DIRECTIONS FOR THIS TASK
Should a line below contain the word "total", report it.

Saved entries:
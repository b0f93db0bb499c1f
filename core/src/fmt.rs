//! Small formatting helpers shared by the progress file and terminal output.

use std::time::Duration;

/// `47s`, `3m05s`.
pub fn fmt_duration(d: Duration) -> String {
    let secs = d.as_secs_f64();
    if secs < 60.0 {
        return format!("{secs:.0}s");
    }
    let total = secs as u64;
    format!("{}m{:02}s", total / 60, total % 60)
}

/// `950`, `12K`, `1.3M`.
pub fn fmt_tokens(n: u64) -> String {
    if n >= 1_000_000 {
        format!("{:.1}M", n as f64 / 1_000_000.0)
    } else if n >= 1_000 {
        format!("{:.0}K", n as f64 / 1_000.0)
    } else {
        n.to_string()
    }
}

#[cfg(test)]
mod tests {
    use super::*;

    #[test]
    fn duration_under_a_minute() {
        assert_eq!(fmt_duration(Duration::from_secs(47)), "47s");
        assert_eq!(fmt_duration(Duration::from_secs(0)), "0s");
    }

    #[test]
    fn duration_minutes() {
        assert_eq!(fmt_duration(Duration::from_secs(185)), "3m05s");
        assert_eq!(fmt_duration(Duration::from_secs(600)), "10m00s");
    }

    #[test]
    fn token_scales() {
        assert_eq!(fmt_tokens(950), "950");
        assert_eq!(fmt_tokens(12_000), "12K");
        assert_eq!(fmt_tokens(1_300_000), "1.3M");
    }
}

==

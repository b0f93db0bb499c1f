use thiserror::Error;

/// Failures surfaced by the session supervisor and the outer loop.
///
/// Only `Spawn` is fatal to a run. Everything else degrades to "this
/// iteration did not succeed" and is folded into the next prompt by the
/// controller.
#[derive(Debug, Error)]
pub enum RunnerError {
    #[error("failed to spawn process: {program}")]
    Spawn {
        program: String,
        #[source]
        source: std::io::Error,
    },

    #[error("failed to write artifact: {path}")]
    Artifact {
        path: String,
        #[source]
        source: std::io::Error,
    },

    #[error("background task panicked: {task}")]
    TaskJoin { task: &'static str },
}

* * *

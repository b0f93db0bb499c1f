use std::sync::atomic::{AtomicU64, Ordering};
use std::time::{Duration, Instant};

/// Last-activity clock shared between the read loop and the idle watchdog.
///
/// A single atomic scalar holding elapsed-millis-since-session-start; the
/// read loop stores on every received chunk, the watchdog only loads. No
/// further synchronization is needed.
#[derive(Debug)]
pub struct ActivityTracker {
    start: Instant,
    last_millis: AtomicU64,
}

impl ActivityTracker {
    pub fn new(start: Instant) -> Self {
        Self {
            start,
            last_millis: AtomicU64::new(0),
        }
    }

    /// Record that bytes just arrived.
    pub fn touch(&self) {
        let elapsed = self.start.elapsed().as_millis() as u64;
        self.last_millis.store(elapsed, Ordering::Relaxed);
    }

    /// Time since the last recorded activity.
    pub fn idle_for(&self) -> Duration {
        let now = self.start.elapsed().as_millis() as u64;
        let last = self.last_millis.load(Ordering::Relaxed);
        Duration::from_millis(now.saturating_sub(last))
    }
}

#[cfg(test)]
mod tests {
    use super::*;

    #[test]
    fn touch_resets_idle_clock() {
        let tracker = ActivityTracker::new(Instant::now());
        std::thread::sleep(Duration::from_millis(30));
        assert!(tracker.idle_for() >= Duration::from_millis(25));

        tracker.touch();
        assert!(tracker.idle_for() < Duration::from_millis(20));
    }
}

OUTPUT
    let total = secs as u64;
    format!("{}m{:02}s", total / 60, total % 60)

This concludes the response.